[Stored data]

═══

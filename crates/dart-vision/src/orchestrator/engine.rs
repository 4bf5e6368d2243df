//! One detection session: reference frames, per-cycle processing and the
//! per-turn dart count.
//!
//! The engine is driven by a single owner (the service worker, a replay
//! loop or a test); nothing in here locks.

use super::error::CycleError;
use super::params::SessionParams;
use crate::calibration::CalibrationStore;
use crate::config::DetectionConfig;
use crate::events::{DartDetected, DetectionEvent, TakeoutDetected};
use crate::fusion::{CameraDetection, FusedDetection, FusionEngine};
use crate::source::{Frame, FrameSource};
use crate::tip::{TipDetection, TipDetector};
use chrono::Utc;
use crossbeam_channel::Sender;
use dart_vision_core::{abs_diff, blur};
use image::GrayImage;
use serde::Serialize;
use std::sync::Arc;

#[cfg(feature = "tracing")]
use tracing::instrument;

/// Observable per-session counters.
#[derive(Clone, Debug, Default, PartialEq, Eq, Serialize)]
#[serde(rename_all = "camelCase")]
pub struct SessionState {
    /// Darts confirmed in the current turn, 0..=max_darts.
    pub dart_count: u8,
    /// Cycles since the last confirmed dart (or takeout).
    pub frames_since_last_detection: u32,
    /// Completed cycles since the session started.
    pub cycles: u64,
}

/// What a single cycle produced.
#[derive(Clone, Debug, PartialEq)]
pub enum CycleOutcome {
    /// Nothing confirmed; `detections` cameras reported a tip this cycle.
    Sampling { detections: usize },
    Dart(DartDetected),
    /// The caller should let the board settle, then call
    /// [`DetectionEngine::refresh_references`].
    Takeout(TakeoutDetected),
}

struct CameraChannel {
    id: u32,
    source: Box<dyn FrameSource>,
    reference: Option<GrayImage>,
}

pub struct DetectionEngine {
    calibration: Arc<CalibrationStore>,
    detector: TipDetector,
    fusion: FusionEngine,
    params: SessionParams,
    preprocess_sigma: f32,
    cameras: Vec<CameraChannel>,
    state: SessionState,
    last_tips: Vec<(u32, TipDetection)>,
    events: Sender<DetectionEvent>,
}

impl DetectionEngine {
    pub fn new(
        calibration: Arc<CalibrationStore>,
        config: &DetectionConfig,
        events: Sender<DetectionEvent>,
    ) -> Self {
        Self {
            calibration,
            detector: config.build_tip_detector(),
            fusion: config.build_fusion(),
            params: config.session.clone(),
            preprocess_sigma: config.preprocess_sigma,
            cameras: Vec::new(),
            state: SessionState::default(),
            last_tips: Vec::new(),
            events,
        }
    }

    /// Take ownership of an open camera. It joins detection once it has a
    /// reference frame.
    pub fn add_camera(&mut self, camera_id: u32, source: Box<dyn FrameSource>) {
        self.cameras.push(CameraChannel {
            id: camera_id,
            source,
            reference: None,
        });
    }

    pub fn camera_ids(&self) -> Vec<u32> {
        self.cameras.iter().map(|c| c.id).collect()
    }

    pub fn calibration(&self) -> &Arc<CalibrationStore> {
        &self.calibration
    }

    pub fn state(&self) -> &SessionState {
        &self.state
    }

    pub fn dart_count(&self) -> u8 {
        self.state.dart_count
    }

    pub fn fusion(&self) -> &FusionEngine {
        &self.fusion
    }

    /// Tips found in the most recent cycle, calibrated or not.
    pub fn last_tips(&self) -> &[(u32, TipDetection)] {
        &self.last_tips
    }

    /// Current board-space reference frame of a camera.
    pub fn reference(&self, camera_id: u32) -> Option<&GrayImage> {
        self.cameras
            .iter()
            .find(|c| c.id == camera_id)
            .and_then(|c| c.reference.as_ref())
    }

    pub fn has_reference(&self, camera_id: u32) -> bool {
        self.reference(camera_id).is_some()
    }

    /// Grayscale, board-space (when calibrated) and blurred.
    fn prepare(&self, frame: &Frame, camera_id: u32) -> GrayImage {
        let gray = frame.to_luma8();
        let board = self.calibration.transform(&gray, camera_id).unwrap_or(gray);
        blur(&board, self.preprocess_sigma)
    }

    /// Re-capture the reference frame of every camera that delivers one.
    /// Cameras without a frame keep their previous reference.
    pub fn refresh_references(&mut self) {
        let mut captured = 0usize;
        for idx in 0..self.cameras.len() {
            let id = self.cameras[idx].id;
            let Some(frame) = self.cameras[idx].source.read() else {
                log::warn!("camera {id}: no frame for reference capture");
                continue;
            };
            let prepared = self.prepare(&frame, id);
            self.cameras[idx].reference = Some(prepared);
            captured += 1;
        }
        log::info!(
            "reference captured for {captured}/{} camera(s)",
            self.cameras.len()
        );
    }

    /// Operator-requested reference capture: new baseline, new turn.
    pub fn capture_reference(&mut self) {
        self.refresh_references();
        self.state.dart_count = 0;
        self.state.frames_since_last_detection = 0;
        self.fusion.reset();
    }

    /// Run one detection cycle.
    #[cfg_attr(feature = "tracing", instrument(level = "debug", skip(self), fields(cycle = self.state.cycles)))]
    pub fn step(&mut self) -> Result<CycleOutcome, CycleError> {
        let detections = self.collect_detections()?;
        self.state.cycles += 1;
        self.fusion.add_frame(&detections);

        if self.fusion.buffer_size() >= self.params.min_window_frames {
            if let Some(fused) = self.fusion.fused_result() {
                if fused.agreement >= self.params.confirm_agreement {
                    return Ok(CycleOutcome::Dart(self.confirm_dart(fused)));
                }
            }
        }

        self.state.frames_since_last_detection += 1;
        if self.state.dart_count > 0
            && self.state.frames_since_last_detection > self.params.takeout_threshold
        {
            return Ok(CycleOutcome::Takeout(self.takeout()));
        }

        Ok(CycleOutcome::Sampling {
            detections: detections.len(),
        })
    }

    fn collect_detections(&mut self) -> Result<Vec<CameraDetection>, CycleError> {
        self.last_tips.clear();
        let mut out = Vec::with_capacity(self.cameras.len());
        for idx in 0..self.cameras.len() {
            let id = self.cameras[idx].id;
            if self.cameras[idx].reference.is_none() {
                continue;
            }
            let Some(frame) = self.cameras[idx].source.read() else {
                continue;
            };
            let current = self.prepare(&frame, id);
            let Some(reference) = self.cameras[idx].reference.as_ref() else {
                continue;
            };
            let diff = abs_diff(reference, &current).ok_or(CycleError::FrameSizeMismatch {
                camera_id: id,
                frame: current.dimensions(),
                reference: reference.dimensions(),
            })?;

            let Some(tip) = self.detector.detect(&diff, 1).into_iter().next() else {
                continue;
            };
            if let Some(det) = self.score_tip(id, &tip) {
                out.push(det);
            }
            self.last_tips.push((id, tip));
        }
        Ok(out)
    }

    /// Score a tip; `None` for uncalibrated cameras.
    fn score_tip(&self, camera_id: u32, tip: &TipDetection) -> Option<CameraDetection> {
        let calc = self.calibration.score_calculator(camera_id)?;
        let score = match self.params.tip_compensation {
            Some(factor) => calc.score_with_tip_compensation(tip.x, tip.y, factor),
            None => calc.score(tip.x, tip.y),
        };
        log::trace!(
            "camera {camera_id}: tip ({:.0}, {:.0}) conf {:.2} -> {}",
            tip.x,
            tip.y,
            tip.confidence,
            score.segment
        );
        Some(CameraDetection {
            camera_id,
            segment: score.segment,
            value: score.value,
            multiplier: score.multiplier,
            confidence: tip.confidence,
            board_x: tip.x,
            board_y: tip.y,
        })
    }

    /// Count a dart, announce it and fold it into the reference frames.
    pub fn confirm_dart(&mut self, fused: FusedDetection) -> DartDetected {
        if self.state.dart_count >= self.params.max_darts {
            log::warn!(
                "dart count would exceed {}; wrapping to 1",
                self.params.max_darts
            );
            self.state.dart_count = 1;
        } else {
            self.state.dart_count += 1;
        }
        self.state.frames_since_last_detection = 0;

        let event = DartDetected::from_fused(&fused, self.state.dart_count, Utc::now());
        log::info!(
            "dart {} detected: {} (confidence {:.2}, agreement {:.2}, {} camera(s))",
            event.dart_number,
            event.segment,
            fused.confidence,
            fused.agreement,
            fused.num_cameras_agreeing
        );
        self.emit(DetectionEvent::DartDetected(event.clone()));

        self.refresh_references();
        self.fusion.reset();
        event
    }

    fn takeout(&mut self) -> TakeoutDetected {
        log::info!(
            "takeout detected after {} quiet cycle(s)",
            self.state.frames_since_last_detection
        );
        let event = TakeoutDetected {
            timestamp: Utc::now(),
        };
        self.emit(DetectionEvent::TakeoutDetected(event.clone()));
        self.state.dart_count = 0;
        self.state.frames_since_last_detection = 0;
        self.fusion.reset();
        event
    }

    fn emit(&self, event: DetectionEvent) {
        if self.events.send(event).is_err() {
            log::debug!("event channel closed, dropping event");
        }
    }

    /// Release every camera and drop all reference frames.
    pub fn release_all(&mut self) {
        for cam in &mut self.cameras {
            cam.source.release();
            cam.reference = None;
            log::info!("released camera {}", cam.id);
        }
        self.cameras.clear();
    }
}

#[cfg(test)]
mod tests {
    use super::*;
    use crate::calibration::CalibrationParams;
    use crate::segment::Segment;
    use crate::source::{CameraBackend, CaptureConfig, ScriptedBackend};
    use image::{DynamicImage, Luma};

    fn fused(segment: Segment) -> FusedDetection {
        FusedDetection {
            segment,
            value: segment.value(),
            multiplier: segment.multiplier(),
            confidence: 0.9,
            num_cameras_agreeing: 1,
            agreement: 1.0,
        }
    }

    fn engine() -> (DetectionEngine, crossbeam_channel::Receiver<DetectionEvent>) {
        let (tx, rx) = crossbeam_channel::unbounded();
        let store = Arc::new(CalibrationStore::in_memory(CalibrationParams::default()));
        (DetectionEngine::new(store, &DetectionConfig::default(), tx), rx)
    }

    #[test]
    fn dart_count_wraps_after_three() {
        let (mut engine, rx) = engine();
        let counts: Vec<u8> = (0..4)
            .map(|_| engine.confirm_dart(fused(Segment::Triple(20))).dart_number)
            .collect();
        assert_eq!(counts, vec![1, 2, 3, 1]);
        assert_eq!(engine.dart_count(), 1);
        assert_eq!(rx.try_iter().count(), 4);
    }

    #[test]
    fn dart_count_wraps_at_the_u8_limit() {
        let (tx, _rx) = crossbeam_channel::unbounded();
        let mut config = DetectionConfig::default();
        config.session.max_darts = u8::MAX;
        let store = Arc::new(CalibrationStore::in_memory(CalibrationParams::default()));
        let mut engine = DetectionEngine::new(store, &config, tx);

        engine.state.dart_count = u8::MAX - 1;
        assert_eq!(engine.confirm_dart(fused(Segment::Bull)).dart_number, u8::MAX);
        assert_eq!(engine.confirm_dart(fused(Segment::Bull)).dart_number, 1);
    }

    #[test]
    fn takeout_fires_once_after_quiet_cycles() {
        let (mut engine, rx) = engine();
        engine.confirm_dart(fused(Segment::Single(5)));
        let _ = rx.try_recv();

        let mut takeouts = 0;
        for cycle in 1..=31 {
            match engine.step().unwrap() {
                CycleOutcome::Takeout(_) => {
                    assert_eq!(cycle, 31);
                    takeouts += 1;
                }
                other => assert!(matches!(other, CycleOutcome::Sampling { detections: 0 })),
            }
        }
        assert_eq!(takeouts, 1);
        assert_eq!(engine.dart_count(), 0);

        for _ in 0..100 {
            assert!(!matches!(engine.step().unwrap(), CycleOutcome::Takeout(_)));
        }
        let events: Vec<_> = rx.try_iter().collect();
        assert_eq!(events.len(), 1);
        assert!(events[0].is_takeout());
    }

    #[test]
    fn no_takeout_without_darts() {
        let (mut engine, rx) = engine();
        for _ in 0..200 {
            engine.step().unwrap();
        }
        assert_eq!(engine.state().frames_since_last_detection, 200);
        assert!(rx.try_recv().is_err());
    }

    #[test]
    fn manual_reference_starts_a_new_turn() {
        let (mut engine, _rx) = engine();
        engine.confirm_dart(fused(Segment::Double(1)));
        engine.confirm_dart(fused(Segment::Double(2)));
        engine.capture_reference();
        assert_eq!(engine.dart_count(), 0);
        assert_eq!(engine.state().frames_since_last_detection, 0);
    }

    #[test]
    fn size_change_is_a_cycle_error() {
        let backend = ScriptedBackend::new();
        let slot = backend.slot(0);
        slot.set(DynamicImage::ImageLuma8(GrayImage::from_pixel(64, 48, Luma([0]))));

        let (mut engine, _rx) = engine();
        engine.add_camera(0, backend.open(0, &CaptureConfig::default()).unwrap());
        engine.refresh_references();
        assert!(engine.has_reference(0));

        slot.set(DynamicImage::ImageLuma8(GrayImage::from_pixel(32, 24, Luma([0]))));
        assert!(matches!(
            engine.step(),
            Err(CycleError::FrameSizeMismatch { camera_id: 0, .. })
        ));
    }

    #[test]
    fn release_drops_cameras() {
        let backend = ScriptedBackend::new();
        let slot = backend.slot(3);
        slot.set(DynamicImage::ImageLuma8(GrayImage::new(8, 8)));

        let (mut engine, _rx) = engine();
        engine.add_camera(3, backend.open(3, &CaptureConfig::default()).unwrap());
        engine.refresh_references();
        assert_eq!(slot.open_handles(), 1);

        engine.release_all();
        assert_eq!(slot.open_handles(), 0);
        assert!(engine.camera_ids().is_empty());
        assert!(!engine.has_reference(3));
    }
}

═══

*Required action*.
Return the lines of the records that include the string "else".

*Expected answer*.
            let Some(frame) = self.cameras[idx].source.read() else {
            let Some(frame) = self.cameras[idx].source.read() else {
            let Some(reference) = self.cameras[idx].reference.as_ref() else {
            let Some(tip) = self.detector.detect(&diff, 1).into_iter().next() else {
        } else {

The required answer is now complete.